[WHAT THE TASK REQUIRES] Look through the lines below for the word "other", and copy every line that has it.

[EXERCISE DATA]
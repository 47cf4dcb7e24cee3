//! JSON feed export.

use chrono::{DateTime, Utc};
use er_protocol::{CalendarConfig, Event, FeedEvent, JsonFeed};

pub fn generate_json_feed(
    calendar: &CalendarConfig,
    events: &[Event],
    now: DateTime<Utc>,
) -> JsonFeed {
    JsonFeed {
        title: calendar.name.clone(),
        description: calendar.description.clone(),
        updated: now,
        events: events.iter().map(FeedEvent::from).collect(),
    }
}
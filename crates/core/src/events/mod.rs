//! Event identity, construction and deduplication.

pub mod dedup;
pub mod draft;
pub mod identity;

pub use dedup::deduplicate_events;
pub use draft::{EventDraft, InvalidEvent, DEFAULT_EVENT_DURATION_HOURS};
pub use identity::{derive_event_id, CanonicalKey};
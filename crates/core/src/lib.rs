//! # er-core
//!
//! Core discovery pipeline for event-radar.
//!
//! This crate provides:
//! - Event sources (HTML listings, curated lists) behind the `Source` trait
//! - Agents grouping sources, and the `AgentManager` aggregator
//! - Canonical event identity and deduplication
//! - The discovery engine and the single-flight scheduler
//! - Persistence and export (iCalendar, CSV, JSON feed)
//! - Configuration loading from `.event-radar/`
//!
//! ## Modules
//!
//! - [`sources`]: Source trait and implementations
//! - [`agents`]: Agent trait, built-in agents and the aggregator
//! - [`events`]: Identity, validation and deduplication
//! - [`engine`]: One discovery pass
//! - [`state`]: Scheduler and cron lifecycle
//! - [`store`]: Event persistence
//! - [`export`]: Calendar, CSV and feed artifacts
//! - [`config`]: Configuration loading and management

pub mod agents;
pub mod config;
pub mod engine;
pub mod events;
pub mod export;
pub mod sources;
pub mod state;
pub mod store;
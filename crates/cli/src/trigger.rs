//! Commands accepted on stdin by the daemon.

use std::str::FromStr;

#[derive(Debug, Clone, Copy, PartialEq, Eq)]
pub enum TriggerCommand {
    Refresh,
    Status,
    Quit,
}

impl FromStr for TriggerCommand {
    type Err = String;

    fn from_str(s: &str) -> Result<Self, Self::Err> {
        match s.trim().to_lowercase().as_str() {
            "refresh" | "run" => Ok(Self::Refresh),
            "status" => Ok(Self::Status),
            "quit" | "exit" => Ok(Self::Quit),
            other => Err(format!(
                "Unknown command '{other}' (expected refresh, status or quit)"
            )),
        }
    }
}
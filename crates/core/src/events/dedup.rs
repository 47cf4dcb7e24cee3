//! First-wins deduplication over the canonical key.

use er_protocol::Event;
use std::collections::HashSet;

use crate::events::identity::CanonicalKey;

/// Remove events whose canonical key was already seen.
///
/// Iterates in input order and keeps the first event for each key, so the
/// outcome depends on order: the earliest registered agent/source wins when
/// two records describe the same event with different descriptions, tags or
/// URLs. Records are never merged.
///
/// Applying this function to its own output returns the same sequence.
pub fn deduplicate_events(events: Vec<Event>) -> Vec<Event> {
    let mut seen = HashSet::with_capacity(events.len());
    events
        .into_iter()
        .filter(|event| seen.insert(CanonicalKey::of(event)))
        .collect()
}
//! Date parsing for listing pages.
//!
//! Listing sites print dates for humans. Two styles are handled:
//! - full: `"Tue, Nov 15, 2024"` (optionally followed by a time)
//! - relative: `"Today"`, `"Tomorrow"` or `"Mon, Dec 15"` in the current year
//!
//! Every parsed date is midnight UTC of the named day so that the same
//! listing parsed on different runs yields the same instant.

use chrono::format::{parse_and_remainder, Parsed, StrftimeItems};
use chrono::{DateTime, Datelike, Duration, NaiveDate, Utc};

/// Which date style a listing page uses.
#[derive(Debug, Clone, Copy, PartialEq, Eq)]
pub enum DateStyle {
    Full,
    Relative,
}

impl DateStyle {
    pub fn parse(self, text: &str, now: DateTime<Utc>) -> Option<DateTime<Utc>> {
        match self {
            Self::Full => parse_full_date(text),
            Self::Relative => parse_relative_date(text, now),
        }
    }
}

/// Parse `"<weekday>, <month> <day>, <year>"`.
///
/// The weekday is not checked against the date.
pub fn parse_full_date(text: &str) -> Option<DateTime<Utc>> {
    let (date, _) = NaiveDate::parse_and_remainder(after_weekday(text)?, "%b %d, %Y").ok()?;
    at_midnight(date)
}

/// Parse `"Today"`, `"Tomorrow"` or `"<weekday>, <month> <day>"`.
pub fn parse_relative_date(text: &str, now: DateTime<Utc>) -> Option<DateTime<Utc>> {
    let lower = text.to_lowercase();
    let today = now.date_naive();

    if lower.contains("today") {
        return at_midnight(today);
    }
    if lower.contains("tomorrow") {
        return at_midnight(today + Duration::days(1));
    }

    let mut parsed = Parsed::new();
    parse_and_remainder(&mut parsed, after_weekday(text)?, StrftimeItems::new("%b %d")).ok()?;
    parsed.set_year(i64::from(now.year())).ok()?;
    at_midnight(parsed.to_naive_date().ok()?)
}

fn after_weekday(text: &str) -> Option<&str> {
    let (_, rest) = text.split_once(',')?;
    Some(rest.trim_start())
}

fn at_midnight(date: NaiveDate) -> Option<DateTime<Utc>> {
    Some(date.and_hms_opt(0, 0, 0)?.and_utc())
}
//! Test fixtures for sample events, project directories and schedulers.

use chrono::{DateTime, Duration, TimeZone, Utc};
use er_core::agents::AgentManager;
use er_core::engine::DiscoveryEngine;
use er_core::events::EventDraft;
use er_core::export::ExportWriter;
use er_core::state::EventScheduler;
use er_core::store::EventStore;
use er_protocol::{CalendarConfig, Event, DEFAULT_SCHEDULE};
use std::path::Path;
use std::sync::Arc;
use tempfile::TempDir;

/// A fixed instant so ids are reproducible across tests.
#[allow(dead_code)]
pub fn fixed_start() -> DateTime<Utc> {
    Utc.with_ymd_and_hms(2030, 10, 9, 9, 0, 0).unwrap()
}

/// An event starting `days` from now.
#[allow(dead_code)]
pub fn upcoming_event(title: &str, days: i64, source: &str) -> Event {
    let now = Utc::now();
    EventDraft::new(title, now + Duration::days(days), "Amsterdam")
        .description(format!("{title} description"))
        .url(format!("https://example.org/{}", title.to_lowercase().replace(' ', "-")))
        .source(source)
        .tags(["ai"])
        .build(now)
        .expect("valid fixture event")
}

/// An event at [`fixed_start`] with the given content fields.
#[allow(dead_code)]
pub fn fixed_event(title: &str, location: &str, description: &str, source: &str) -> Event {
    EventDraft::new(title, fixed_start(), location)
        .description(description)
        .url(format!("https://{source}.example.org/event"))
        .source(source)
        .tags([source])
        .build(fixed_start())
        .expect("valid fixture event")
}

/// Create a temporary project directory with `.event-radar/config.toml`.
///
/// Returns a TempDir that must be kept alive for the test duration.
#[allow(dead_code)]
pub fn create_test_project(config: &str) -> std::io::Result<TempDir> {
    let temp_dir = tempfile::tempdir()?;
    let config_dir = temp_dir.path().join(".event-radar");
    std::fs::create_dir_all(&config_dir)?;
    std::fs::write(config_dir.join("config.toml"), config)?;
    Ok(temp_dir)
}

/// Wire a scheduler over `agents` and `store`, exporting into `output_dir`.
#[allow(dead_code)]
pub fn create_scheduler(
    agents: AgentManager,
    store: Arc<dyn EventStore>,
    output_dir: &Path,
) -> EventScheduler {
    let exporter = ExportWriter::new(output_dir, CalendarConfig::default(), 30);
    EventScheduler::new(DiscoveryEngine::new(agents, store, exporter), DEFAULT_SCHEDULE)
}
//! Agent abstraction and management.
//!
//! This module provides the `Agent` trait, the built-in agents that group
//! event sources, and the `AgentManager` that runs them concurrently.

pub mod adapters;
pub mod agent_type;
pub mod base;
pub mod factory;
pub mod manager;

pub use adapters::{ConferenceAgent, EventbriteAgent, MeetupAgent, MockAgent};
pub use agent_type::AgentKind;
pub use base::{run_sources, Agent, AgentReport, SourceOutcome, SourceReport};
pub use factory::AgentFactory;
pub use manager::{AgentManager, AgentStatus, AgentSummary, AggregationReport};
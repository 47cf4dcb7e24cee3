//! End-to-end discovery: configuration, agents, SQLite store and exports.

mod common;

use common::*;
use er_core::agents::{AgentManager, AgentStatus};
use er_core::config::load_config;
use er_core::config::loader::load_config_with_env;
use er_core::engine::DiscoveryEngine;
use er_core::export::ExportWriter;
use er_core::state::{EventScheduler, RunOutcome};
use er_core::store::{EventStore, SqliteEventStore};
use er_protocol::JsonFeed;
use std::sync::Arc;

const PROJECT_CONFIG: &str = r#"
schedule = "*/30 * * * *"
database_path = "db/events.db"
output_dir = "out"
upcoming_days = 7

[calendar]
name = "Integration Calendar"
description = "Events found by the integration test"

[agents]
Muted = false
"#;

#[tokio::test]
async fn test_full_discovery_run() {
    let project = create_test_project(PROJECT_CONFIG).unwrap();
    let config = load_config_with_env(project.path(), |_| None).unwrap();

    let e1 = upcoming_event("AI Meetup", 2, "agent-a");
    let mut e1_duplicate = e1.clone();
    e1_duplicate.description = "different description".to_string();
    e1_duplicate.source = "agent-b".to_string();
    let later = upcoming_event("AI Summit", 20, "agent-b");

    let (a, _) = single_source_agent("A", vec![e1.clone()]);
    let (b, _) = single_source_agent("B", vec![e1_duplicate, later.clone()]);
    let (muted, muted_source) =
        single_source_agent("Muted", vec![upcoming_event("Muted", 1, "muted")]);
    let agents = AgentManager::new(vec![a, b, failing_agent("C", 2), muted]);
    agents.apply_toggles(&config.radar.agents);

    let store: Arc<dyn EventStore> =
        Arc::new(SqliteEventStore::open(config.database_path()).unwrap());
    let exporter = ExportWriter::new(
        config.output_dir(),
        config.calendar().clone(),
        config.radar.upcoming_days,
    );
    let engine = DiscoveryEngine::new(agents, store.clone(), exporter);
    let scheduler = EventScheduler::new(engine, config.schedule());
    scheduler.initialize().await.unwrap();

    let outcome = scheduler.run_event_discovery().await;
    let RunOutcome::Completed(report) = outcome else {
        panic!("expected completed run, got {outcome:?}");
    };

    assert_eq!(report.discovered, 2);
    assert_eq!(report.saved, 2);
    assert_eq!(report.total_stored, 2);
    assert_eq!(report.upcoming, 1);
    assert_eq!(report.agents[2].failed_sources, 2);
    assert_eq!(report.agents[3].status, AgentStatus::Disabled);
    assert_eq!(muted_source.call_count(), 0);

    let stored = store.get_all().await.unwrap();
    assert_eq!(titles(&stored), vec!["AI Meetup", "AI Summit"]);
    assert_eq!(stored[0].source, "agent-a");
    assert_eq!(stored[0].description, e1.description);

    let out = project.path().join("out");
    let ical = std::fs::read_to_string(out.join("events.ics")).unwrap();
    assert!(ical.contains("X-WR-CALNAME:Integration Calendar\r\n"));
    assert_eq!(ical.matches("BEGIN:VEVENT").count(), 2);
    assert!(ical.contains(&format!("UID:{}\r\n", e1.id)));

    let upcoming = std::fs::read_to_string(out.join("upcoming.ics")).unwrap();
    assert_eq!(upcoming.matches("BEGIN:VEVENT").count(), 1);
    assert!(!upcoming.contains(&later.id));

    let json = std::fs::read_to_string(out.join("events.json")).unwrap();
    let feed: JsonFeed = serde_json::from_str(&json).unwrap();
    assert_eq!(feed.title, "Integration Calendar");
    assert_eq!(feed.events.len(), 2);

    let csv = std::fs::read_to_string(out.join("events.csv")).unwrap();
    assert!(csv.starts_with(
        "ID,Title,Description,Start Date,End Date,Location,URL,Source,Tags,Price,Organizer"
    ));
    assert_eq!(csv.lines().count(), 3);
}

#[tokio::test]
async fn test_rerun_against_reopened_database_keeps_one_row_per_event() {
    let project = create_test_project(PROJECT_CONFIG).unwrap();
    let config = load_config_with_env(project.path(), |_| None).unwrap();
    let events = vec![upcoming_event("Recurring", 3, "mock")];

    for _ in 0..2 {
        let (agent, _) = single_source_agent("A", events.clone());
        let store: Arc<dyn EventStore> =
            Arc::new(SqliteEventStore::open(config.database_path()).unwrap());
        let scheduler =
            create_scheduler(AgentManager::new(vec![agent]), store, config.output_dir());
        scheduler.initialize().await.unwrap();
        assert!(scheduler.run_event_discovery().await.is_completed());
    }

    let store = SqliteEventStore::open(config.database_path()).unwrap();
    assert_eq!(store.get_all().await.unwrap().len(), 1);
}

#[tokio::test]
async fn test_load_config_reads_project_directory() {
    let project = create_test_project("upcoming_days = 3\n").unwrap();

    let config = load_config(project.path()).await.unwrap();

    assert_eq!(config.radar.upcoming_days, 3);
    assert_eq!(config.root, project.path());
}
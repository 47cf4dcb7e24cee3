//! Resolved application configuration.

use er_protocol::{CalendarConfig, RadarConfig};
use std::path::{Path, PathBuf};
use std::time::Duration;

/// Configuration after file loading, environment overrides and path
/// resolution.
///
/// # Example
///
/// ```rust,no_run
/// use er_core::config::loader::load_config;
/// use std::path::Path;
///
/// # async fn example() -> Result<(), Box<dyn std::error::Error>> {
/// let config = load_config(Path::new(".")).await?;
/// println!("Database at {}", config.database_path().display());
/// # Ok(())
/// # }
/// ```
#[derive(Debug, Clone)]
pub struct AppConfig {
    /// Directory containing `.event-radar/`.
    pub root: PathBuf,

    /// Settings with `database_path` and `output_dir` made absolute.
    pub radar: RadarConfig,
}

impl AppConfig {
    /// Defaults for `root`, with paths resolved against it.
    pub fn with_root(root: &Path) -> Self {
        let mut radar = RadarConfig::default();
        radar.database_path = resolve(root, &radar.database_path);
        radar.output_dir = resolve(root, &radar.output_dir);
        Self {
            root: root.to_path_buf(),
            radar,
        }
    }

    pub fn schedule(&self) -> &str {
        &self.radar.schedule
    }

    pub fn database_path(&self) -> &Path {
        &self.radar.database_path
    }

    pub fn output_dir(&self) -> &Path {
        &self.radar.output_dir
    }

    pub fn calendar(&self) -> &CalendarConfig {
        &self.radar.calendar
    }

    pub fn source_timeout(&self) -> Duration {
        Duration::from_secs(self.radar.source_timeout_secs)
    }
}

impl Default for AppConfig {
    fn default() -> Self {
        Self::with_root(Path::new("."))
    }
}

pub(crate) fn resolve(root: &Path, path: &Path) -> PathBuf {
    if path.is_absolute() {
        path.to_path_buf()
    } else {
        root.join(path)
    }
}
//! Agent implementations.

mod conference;
mod eventbrite;
mod meetup;
pub mod mock_agent;

pub use conference::ConferenceAgent;
pub use eventbrite::EventbriteAgent;
pub use meetup::MeetupAgent;
pub use mock_agent::MockAgent;
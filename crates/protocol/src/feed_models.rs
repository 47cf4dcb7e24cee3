//! JSON feed models.
//!
//! The JSON feed is one of the published export artifacts (`events.json`). It
//! wraps the event list with calendar metadata and a generation timestamp.

use chrono::{DateTime, Utc};
use serde::{Deserialize, Serialize};
use ts_rs::TS;

use crate::event_models::Event;

/// Top-level JSON feed document.
#[derive(Serialize, Deserialize, Debug, Clone, PartialEq, TS)]
pub struct JsonFeed {
    pub title: String,
    pub description: String,
    /// When the feed was generated.
    pub updated: DateTime<Utc>,
    pub events: Vec<FeedEvent>,
}

/// A single event as published in the JSON feed.
///
/// Mirrors [`Event`] field for field; kept separate so the published shape
/// can evolve independently of the stored record.
#[derive(Serialize, Deserialize, Debug, Clone, PartialEq, TS)]
#[serde(rename_all = "camelCase")]
pub struct FeedEvent {
    pub id: String,
    pub title: String,
    pub description: String,
    pub start_date: DateTime<Utc>,
    pub end_date: DateTime<Utc>,
    pub location: String,
    pub url: String,
    pub tags: Vec<String>,
    pub price: Option<String>,
    pub organizer: Option<String>,
    pub source: String,
    pub image_url: Option<String>,
    pub created_at: DateTime<Utc>,
    pub updated_at: DateTime<Utc>,
}

impl From<&Event> for FeedEvent {
    fn from(event: &Event) -> Self {
        Self {
            id: event.id.clone(),
            title: event.title.clone(),
            description: event.description.clone(),
            start_date: event.start_date,
            end_date: event.end_date,
            location: event.location.clone(),
            url: event.url.clone(),
            tags: event.tags.clone(),
            price: event.price.clone(),
            organizer: event.organizer.clone(),
            source: event.source.clone(),
            image_url: event.image_url.clone(),
            created_at: event.created_at,
            updated_at: event.updated_at,
        }
    }
}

[PROBLEM SOLUTION]
            other => Err(format!(
                "Unknown command '{other}' (expected refresh, status or quit)"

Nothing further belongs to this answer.